(Beginning of SUPPLIED DATA)
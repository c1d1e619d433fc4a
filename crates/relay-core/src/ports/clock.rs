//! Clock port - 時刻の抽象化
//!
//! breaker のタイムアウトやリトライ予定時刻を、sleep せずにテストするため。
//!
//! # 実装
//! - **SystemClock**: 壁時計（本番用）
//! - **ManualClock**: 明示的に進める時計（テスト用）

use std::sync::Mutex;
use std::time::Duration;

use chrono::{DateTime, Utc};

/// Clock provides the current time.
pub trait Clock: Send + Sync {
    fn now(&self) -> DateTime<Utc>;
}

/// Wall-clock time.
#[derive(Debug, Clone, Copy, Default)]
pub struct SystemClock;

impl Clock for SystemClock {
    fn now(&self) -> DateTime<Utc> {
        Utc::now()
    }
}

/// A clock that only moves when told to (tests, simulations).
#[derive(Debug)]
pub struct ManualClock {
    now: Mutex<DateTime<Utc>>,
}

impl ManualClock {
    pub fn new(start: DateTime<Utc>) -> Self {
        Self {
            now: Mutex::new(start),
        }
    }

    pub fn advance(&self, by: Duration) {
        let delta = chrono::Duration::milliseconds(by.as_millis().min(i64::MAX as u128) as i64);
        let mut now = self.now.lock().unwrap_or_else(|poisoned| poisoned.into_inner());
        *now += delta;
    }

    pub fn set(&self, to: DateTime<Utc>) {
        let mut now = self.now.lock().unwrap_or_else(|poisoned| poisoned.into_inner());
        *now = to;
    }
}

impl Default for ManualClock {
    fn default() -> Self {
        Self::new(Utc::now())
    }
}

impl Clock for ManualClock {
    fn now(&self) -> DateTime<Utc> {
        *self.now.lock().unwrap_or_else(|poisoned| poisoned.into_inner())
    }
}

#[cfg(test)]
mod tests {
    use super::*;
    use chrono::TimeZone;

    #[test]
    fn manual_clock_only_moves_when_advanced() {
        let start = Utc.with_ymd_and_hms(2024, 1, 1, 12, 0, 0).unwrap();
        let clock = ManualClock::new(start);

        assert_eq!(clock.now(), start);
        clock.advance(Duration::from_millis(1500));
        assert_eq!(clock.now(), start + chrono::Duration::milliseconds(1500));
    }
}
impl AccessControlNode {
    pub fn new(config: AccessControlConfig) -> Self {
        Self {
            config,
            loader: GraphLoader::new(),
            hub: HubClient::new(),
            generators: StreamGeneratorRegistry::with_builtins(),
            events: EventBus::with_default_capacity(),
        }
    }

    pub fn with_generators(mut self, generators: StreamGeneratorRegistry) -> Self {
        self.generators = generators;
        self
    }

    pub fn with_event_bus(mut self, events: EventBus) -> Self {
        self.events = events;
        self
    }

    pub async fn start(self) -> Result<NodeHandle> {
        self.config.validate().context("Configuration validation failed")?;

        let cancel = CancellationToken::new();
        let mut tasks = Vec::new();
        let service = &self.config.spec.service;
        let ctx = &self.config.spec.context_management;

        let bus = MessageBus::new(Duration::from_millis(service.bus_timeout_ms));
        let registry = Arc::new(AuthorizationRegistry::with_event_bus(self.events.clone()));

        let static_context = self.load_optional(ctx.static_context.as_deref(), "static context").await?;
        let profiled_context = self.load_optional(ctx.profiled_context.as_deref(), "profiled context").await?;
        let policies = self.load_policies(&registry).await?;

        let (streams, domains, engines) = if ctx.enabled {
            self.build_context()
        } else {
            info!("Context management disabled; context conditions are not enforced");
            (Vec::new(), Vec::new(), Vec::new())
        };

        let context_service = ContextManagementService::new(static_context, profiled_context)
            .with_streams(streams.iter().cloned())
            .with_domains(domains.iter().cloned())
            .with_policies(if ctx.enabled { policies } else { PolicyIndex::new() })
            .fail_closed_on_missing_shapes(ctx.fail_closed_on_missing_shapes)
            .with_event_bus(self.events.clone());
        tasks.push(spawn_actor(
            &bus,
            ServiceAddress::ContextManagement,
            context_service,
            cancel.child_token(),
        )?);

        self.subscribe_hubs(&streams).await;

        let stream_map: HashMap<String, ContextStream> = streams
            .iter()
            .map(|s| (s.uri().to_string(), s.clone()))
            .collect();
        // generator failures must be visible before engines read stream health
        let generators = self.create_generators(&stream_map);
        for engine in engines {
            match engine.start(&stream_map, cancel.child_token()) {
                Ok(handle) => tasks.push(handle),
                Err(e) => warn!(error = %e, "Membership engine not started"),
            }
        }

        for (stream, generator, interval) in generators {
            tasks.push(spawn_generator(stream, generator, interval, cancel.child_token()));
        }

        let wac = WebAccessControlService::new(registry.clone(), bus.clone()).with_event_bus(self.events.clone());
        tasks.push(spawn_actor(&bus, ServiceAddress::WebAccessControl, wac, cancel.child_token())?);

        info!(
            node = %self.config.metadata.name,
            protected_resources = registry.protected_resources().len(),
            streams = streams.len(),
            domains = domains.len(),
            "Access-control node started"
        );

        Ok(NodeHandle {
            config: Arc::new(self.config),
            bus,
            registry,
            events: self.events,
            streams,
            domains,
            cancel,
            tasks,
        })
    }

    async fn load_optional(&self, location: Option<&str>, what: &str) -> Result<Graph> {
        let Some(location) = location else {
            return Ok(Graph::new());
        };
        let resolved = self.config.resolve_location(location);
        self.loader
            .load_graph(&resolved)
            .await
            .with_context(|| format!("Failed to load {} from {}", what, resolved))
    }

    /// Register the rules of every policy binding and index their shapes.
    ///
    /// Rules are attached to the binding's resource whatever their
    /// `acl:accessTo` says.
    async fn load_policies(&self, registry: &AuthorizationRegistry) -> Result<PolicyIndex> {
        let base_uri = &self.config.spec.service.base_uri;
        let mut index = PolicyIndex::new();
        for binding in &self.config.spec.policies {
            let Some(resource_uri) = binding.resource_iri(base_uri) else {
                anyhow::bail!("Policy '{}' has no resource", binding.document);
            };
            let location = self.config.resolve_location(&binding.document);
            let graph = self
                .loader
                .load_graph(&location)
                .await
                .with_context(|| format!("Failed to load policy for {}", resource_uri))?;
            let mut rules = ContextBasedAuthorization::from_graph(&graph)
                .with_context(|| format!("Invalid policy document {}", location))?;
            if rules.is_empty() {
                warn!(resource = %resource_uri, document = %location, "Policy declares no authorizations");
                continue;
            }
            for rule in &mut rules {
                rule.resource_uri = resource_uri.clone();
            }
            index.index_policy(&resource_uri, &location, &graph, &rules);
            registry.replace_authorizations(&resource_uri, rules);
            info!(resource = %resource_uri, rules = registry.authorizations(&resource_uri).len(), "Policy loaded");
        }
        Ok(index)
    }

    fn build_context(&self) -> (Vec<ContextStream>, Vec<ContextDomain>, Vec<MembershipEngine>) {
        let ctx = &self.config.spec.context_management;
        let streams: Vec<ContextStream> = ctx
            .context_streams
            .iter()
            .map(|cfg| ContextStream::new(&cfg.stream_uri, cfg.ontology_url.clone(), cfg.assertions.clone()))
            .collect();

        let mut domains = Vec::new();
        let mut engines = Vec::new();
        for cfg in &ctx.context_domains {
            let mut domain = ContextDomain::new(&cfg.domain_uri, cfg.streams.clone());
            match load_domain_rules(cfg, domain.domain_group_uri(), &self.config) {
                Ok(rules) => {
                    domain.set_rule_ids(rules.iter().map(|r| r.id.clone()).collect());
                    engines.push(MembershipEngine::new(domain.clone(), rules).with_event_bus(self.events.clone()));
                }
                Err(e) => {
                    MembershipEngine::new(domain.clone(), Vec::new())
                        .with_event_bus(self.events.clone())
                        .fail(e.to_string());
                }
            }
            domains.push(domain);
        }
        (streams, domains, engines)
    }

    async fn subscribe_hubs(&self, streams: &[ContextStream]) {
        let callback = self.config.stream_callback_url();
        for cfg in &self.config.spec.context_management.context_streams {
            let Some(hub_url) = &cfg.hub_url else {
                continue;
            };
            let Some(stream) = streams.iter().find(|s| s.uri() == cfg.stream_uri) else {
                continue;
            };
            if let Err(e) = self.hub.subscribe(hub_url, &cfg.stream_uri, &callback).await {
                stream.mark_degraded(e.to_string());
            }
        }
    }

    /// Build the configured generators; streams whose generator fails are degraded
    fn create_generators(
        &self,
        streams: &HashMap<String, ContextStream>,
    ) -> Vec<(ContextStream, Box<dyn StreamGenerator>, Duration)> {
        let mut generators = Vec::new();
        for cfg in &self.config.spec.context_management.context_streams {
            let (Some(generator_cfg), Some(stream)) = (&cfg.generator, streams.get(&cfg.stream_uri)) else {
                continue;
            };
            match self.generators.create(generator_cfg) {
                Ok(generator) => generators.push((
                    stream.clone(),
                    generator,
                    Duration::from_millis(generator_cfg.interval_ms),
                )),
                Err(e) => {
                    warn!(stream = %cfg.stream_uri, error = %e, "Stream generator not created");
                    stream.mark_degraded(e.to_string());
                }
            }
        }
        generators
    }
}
(End of SUPPLIED DATA)
(Beginning of SUPPLIED DATA)
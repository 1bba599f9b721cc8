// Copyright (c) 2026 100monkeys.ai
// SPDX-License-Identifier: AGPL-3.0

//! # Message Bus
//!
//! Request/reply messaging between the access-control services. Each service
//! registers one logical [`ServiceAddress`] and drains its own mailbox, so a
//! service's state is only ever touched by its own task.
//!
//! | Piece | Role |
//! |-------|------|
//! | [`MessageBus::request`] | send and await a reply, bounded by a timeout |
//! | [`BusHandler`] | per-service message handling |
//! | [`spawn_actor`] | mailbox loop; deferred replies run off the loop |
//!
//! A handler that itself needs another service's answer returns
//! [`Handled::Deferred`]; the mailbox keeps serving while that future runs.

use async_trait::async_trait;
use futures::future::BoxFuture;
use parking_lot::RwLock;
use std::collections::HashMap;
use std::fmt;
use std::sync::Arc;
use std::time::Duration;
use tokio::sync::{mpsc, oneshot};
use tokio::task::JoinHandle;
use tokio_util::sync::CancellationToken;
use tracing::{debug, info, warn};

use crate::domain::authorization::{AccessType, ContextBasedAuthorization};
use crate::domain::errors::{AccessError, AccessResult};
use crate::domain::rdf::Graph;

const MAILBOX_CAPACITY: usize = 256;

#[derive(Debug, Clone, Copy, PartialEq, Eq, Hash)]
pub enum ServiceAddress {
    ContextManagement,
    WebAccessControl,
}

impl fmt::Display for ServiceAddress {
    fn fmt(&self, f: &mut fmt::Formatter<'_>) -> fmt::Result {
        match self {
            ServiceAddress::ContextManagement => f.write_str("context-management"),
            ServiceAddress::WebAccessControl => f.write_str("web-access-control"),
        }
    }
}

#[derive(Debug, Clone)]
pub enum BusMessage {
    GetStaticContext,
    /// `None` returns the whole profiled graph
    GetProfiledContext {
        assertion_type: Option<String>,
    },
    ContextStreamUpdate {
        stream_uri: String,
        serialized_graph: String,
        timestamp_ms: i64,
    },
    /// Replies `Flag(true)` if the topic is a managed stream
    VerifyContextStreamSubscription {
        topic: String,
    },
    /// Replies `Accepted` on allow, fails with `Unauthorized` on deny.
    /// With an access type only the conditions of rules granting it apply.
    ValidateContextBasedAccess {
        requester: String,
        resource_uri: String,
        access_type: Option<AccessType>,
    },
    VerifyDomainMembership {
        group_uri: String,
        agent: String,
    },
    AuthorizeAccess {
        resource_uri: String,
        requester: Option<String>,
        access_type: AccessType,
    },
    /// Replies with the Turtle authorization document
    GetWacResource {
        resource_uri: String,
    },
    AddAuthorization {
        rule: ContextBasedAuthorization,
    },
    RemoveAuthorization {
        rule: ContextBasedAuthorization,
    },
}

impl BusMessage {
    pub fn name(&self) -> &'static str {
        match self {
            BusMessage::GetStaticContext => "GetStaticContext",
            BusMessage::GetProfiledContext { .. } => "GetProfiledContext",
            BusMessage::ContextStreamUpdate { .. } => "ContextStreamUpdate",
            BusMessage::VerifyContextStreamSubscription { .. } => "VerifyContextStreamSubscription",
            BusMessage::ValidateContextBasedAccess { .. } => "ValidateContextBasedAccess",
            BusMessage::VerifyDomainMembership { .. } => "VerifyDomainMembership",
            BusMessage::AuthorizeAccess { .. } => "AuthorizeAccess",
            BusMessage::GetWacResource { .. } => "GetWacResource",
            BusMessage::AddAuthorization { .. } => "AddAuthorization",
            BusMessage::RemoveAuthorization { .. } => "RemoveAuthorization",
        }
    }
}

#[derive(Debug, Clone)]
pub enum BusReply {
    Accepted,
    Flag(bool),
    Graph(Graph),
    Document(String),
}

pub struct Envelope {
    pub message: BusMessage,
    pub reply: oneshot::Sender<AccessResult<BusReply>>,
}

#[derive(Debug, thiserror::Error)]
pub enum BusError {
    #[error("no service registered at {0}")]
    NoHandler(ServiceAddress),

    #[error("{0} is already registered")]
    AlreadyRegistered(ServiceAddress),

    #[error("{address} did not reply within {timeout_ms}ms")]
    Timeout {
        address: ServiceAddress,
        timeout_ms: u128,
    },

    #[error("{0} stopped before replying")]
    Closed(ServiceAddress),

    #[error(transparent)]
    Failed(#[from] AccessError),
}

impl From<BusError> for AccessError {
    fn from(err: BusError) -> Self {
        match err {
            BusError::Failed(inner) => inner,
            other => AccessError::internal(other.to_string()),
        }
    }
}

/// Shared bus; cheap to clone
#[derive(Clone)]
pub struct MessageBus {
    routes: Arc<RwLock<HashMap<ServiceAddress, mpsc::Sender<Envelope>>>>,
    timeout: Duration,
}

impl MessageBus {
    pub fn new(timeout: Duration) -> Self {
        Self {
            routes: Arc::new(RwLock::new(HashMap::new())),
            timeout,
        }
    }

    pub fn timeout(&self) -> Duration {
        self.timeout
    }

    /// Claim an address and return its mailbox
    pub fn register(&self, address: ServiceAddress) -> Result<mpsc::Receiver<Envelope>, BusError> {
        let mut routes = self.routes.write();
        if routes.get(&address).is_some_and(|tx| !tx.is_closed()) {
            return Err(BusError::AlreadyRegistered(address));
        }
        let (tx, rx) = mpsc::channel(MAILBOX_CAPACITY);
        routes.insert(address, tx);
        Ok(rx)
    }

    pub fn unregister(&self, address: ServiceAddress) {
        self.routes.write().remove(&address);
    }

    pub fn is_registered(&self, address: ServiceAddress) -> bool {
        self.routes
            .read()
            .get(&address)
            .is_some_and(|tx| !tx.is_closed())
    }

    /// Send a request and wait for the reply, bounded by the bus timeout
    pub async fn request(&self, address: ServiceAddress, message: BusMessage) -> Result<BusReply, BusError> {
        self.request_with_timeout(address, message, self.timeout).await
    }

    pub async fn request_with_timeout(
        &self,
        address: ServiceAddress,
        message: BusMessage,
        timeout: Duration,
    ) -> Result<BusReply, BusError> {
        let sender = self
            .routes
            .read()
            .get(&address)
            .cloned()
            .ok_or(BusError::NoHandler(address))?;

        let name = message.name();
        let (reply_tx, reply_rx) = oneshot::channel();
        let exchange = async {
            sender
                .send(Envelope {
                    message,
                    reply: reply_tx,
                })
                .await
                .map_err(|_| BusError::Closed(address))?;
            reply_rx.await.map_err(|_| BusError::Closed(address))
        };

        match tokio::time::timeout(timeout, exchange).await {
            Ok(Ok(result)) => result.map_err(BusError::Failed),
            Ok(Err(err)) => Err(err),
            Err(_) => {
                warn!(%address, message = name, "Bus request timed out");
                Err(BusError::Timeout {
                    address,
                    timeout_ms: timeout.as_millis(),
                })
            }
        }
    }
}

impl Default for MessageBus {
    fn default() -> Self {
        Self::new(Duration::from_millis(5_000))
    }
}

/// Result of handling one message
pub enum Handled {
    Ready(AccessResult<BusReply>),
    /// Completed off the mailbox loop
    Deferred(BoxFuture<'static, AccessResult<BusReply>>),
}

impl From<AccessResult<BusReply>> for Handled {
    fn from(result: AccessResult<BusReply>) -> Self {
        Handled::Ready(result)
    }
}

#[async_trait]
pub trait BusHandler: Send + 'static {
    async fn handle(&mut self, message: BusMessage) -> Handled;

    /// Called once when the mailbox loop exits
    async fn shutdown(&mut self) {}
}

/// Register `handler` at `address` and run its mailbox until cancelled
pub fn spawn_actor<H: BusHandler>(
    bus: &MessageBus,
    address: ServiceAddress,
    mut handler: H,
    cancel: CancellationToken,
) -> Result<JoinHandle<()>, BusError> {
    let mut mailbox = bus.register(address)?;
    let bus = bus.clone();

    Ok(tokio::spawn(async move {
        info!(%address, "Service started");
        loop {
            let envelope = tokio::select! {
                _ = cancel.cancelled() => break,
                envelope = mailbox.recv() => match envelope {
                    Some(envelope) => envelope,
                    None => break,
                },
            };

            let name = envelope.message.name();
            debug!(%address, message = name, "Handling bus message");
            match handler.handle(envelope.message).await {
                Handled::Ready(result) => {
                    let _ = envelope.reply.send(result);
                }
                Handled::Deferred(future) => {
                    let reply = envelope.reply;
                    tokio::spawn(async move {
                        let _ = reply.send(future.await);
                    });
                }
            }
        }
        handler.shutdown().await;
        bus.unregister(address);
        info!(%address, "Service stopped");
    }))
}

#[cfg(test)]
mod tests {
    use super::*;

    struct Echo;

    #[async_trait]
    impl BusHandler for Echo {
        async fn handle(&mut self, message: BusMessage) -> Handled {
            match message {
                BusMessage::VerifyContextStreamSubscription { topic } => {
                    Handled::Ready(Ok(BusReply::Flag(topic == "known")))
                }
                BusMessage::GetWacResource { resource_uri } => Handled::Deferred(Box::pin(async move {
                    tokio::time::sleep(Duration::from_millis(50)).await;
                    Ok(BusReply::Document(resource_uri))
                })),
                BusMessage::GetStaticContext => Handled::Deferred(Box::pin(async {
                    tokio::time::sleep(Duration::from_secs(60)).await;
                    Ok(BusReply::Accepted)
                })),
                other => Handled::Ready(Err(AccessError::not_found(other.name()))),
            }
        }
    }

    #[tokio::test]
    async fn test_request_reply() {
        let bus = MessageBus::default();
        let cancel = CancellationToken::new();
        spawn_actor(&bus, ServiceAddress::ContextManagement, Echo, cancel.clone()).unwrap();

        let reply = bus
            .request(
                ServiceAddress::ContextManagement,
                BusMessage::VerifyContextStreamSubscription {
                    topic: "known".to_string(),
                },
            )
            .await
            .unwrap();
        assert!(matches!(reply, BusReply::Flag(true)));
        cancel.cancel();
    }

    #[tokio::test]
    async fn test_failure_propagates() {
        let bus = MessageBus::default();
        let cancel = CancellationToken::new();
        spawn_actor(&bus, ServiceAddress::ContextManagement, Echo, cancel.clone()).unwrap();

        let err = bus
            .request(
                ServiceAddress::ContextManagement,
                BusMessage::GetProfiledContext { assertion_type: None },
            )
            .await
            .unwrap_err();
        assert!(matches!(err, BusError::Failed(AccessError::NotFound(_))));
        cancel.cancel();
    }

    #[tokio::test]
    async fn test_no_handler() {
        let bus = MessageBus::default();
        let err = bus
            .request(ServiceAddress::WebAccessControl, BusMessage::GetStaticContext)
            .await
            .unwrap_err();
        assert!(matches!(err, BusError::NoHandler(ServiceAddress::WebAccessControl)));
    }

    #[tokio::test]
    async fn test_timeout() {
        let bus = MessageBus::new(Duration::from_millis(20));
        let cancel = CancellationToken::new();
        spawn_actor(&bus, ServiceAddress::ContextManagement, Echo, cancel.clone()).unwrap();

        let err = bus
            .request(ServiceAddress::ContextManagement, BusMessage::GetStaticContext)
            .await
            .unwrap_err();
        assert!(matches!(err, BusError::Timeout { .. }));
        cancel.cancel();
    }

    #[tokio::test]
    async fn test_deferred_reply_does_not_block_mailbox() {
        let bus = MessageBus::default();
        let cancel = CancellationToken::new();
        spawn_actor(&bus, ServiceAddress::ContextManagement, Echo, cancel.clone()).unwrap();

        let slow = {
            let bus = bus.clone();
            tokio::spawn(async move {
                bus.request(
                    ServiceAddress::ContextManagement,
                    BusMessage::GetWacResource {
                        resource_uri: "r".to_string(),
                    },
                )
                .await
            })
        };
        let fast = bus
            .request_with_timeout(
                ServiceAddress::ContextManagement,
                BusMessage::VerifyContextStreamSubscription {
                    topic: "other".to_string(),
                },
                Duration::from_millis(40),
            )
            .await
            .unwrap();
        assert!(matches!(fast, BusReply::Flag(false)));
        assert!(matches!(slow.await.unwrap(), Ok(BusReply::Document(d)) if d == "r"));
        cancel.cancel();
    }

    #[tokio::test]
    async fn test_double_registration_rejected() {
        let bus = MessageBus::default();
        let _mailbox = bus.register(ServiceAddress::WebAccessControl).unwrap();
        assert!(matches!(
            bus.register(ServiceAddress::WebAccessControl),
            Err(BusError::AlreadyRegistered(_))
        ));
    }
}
(End of SUPPLIED DATA)
• [WHAT TO PRODUCE]
Which lines of the records above contain the word "milliseconds"? Report each one.

• [RESPONSE]
        let delta = chrono::Duration::milliseconds(by.as_millis().min(i64::MAX as u128) as i64);
        assert_eq!(clock.now(), start + chrono::Duration::milliseconds(1500));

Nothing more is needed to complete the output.